* **Assigned task**
Look for "unary" in the records and copy every line that has it.

(Collected data)
◆ ◆ ◆ ◆ ◆ ◆ ◆

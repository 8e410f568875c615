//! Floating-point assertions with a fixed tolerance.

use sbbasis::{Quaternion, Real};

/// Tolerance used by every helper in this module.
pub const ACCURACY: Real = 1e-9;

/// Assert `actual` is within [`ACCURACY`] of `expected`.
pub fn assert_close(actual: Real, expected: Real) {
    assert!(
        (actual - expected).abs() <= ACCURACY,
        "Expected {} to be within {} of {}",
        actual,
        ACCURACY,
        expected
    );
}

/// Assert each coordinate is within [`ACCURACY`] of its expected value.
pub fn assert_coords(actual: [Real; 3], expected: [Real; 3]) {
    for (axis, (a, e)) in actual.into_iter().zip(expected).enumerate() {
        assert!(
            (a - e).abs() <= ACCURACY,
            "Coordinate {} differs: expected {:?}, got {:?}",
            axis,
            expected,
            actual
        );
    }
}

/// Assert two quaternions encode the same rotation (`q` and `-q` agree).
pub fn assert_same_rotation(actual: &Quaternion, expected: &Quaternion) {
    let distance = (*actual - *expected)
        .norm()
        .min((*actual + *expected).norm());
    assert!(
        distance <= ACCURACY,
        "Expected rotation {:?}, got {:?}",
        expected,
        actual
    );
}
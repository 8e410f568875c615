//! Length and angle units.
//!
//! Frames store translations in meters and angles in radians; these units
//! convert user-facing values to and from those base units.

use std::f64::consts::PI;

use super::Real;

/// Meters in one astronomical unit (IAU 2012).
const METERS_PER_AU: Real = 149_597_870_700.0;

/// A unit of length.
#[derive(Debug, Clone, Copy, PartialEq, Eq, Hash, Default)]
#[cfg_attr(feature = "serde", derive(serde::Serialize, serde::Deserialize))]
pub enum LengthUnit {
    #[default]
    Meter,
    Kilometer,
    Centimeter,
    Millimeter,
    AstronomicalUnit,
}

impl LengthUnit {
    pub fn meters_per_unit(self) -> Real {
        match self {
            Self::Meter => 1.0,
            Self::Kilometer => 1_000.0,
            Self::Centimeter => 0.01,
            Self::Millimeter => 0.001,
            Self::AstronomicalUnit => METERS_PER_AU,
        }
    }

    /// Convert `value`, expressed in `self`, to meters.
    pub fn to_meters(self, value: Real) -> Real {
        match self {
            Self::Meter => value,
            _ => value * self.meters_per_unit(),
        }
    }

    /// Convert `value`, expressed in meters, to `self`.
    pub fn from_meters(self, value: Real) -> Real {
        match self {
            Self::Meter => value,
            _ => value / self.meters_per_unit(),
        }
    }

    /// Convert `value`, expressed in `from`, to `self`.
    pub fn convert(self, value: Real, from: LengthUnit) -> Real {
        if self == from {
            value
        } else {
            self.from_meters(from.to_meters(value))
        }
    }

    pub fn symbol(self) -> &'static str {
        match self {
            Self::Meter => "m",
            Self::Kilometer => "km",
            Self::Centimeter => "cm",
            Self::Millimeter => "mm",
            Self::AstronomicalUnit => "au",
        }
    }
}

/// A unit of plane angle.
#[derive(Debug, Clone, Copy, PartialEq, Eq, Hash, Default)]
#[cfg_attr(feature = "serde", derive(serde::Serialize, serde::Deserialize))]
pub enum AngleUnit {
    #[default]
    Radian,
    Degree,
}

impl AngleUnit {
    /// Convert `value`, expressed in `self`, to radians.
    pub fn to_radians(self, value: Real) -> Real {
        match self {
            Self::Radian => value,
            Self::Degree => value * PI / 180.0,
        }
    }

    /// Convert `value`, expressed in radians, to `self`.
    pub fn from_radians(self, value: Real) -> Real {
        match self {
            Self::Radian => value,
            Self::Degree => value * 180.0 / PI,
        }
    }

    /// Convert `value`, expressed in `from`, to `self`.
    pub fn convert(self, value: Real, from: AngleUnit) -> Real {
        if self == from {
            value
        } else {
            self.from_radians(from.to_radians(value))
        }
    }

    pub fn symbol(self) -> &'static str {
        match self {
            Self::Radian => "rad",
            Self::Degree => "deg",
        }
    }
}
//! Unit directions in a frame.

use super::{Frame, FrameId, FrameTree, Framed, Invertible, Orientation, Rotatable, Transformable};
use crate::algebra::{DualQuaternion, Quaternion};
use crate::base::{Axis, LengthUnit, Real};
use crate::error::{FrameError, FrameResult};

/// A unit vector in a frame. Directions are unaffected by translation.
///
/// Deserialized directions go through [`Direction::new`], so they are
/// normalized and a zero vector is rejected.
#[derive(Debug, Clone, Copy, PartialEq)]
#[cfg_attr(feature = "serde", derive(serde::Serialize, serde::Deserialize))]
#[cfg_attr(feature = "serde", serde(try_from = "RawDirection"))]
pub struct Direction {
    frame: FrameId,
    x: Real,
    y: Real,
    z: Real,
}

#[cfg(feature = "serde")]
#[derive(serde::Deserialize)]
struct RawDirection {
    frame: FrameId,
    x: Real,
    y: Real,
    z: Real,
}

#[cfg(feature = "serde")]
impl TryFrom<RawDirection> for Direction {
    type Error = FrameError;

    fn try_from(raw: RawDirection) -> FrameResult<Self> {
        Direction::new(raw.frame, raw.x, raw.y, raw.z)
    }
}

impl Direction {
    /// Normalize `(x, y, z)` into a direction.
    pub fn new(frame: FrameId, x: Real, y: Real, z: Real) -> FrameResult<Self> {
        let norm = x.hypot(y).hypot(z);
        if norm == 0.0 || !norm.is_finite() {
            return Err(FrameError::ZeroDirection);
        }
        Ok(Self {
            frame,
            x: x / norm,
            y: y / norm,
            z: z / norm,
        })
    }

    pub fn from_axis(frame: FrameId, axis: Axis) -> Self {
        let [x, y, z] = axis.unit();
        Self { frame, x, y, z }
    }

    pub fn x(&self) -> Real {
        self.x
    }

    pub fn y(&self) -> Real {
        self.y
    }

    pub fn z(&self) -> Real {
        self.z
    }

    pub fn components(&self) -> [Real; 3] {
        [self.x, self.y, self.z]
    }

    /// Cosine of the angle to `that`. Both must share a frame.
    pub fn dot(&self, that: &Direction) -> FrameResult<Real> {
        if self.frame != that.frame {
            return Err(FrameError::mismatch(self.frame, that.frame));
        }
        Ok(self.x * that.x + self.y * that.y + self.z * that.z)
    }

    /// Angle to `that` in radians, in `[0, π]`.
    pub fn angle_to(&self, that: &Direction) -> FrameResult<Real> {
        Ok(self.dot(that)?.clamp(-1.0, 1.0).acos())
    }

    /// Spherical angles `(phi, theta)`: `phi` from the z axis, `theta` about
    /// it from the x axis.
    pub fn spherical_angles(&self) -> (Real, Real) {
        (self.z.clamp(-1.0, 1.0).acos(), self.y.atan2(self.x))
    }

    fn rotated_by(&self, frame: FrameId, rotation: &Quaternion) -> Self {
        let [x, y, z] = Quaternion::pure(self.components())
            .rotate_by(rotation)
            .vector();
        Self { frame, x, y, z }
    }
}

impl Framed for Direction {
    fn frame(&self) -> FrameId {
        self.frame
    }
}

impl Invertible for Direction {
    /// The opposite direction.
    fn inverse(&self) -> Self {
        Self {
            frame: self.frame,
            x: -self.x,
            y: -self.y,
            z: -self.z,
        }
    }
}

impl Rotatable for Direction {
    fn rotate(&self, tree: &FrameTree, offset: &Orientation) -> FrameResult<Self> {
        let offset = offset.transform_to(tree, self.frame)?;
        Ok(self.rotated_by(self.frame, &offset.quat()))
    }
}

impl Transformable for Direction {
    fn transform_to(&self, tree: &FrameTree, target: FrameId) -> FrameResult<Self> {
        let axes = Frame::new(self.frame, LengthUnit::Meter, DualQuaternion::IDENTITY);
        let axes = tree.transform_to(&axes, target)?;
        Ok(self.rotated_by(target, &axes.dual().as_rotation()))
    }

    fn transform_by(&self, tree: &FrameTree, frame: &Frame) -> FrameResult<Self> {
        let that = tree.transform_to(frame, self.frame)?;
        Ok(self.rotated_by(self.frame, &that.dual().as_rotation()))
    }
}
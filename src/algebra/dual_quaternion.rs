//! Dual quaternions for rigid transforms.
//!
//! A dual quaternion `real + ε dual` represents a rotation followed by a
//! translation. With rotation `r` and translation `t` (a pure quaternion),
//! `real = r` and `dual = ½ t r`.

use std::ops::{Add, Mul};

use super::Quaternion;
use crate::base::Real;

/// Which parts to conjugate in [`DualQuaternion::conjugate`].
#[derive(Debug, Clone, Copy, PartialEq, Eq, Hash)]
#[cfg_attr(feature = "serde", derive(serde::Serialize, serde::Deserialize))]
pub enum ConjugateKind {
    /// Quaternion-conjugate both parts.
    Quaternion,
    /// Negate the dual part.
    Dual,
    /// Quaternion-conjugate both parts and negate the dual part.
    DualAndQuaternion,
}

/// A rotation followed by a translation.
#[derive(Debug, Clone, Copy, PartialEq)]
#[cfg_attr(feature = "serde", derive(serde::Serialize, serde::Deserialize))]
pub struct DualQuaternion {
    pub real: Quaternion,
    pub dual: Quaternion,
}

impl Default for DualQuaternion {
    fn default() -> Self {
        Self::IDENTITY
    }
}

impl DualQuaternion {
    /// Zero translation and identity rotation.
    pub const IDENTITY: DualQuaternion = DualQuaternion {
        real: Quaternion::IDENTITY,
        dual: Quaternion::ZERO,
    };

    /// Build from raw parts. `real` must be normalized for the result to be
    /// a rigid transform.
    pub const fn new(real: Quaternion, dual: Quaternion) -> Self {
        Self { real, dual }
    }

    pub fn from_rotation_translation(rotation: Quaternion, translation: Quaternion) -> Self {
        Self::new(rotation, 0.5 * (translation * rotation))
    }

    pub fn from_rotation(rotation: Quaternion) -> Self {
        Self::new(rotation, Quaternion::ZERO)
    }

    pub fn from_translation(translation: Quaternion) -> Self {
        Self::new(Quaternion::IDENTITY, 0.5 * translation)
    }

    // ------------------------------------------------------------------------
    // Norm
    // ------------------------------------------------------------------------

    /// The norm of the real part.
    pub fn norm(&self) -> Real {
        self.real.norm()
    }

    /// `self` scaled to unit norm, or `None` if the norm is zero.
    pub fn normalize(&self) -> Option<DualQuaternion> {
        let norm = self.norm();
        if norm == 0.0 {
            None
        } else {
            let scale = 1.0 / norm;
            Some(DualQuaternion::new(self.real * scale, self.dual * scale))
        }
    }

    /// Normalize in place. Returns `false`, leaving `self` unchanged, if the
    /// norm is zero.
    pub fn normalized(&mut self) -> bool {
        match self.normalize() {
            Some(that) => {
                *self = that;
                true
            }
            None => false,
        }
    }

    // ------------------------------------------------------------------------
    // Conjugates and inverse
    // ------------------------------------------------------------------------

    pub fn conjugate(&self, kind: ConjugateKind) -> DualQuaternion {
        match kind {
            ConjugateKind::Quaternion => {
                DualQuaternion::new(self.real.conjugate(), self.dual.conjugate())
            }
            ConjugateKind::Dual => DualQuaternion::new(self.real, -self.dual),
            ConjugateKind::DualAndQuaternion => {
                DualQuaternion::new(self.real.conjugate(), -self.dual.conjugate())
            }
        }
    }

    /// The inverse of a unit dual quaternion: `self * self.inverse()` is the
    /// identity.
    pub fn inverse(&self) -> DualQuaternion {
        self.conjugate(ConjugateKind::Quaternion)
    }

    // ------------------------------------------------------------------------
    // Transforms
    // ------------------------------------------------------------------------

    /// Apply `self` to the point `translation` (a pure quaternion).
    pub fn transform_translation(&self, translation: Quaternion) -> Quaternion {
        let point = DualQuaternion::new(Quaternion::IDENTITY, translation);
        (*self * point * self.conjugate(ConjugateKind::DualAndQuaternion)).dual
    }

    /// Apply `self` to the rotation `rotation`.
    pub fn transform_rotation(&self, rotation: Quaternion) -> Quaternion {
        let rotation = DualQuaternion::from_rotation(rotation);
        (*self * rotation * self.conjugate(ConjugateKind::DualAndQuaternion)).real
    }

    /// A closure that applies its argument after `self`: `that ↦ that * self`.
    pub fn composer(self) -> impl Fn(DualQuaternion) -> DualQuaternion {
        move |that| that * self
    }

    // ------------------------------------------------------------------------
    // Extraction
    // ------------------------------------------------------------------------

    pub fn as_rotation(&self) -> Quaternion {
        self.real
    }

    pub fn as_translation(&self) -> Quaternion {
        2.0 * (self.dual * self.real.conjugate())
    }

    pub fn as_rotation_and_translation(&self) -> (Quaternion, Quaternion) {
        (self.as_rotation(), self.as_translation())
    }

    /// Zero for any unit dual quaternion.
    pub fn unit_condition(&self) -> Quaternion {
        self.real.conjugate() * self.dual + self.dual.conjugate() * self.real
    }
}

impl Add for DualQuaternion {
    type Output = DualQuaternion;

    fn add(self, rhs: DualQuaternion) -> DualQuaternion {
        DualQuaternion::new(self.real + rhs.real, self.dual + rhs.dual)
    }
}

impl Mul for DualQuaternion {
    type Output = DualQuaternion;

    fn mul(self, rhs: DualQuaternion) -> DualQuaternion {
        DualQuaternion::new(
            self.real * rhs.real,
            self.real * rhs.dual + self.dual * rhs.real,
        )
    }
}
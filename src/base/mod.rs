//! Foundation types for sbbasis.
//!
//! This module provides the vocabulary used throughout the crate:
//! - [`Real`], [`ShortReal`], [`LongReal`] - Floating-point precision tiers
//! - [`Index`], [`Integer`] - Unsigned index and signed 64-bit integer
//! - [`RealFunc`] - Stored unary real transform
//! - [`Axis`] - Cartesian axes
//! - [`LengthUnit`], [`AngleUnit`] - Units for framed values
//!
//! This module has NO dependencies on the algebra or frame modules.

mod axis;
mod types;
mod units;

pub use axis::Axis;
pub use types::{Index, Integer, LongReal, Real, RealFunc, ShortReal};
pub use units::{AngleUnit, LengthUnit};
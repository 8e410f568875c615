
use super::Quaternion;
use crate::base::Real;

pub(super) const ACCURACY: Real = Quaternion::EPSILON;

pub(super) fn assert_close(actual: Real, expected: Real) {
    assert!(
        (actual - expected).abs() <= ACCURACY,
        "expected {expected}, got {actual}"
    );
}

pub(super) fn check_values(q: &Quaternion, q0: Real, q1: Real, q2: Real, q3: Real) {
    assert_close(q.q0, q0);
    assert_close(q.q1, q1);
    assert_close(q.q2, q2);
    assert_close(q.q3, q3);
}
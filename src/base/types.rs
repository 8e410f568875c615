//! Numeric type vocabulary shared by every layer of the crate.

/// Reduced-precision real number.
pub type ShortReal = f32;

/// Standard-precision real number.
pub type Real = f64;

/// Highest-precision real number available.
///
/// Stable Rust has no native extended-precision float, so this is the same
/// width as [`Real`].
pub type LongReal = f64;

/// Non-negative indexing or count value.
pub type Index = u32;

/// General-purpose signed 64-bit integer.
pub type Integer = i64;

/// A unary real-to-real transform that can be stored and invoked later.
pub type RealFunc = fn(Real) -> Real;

◆ ◆ ◆ ◆ ◆ ◆ ◆

* **Solution for this exercise**
//! - [`RealFunc`] - Stored unary real transform
/// A unary real-to-real transform that can be stored and invoked later.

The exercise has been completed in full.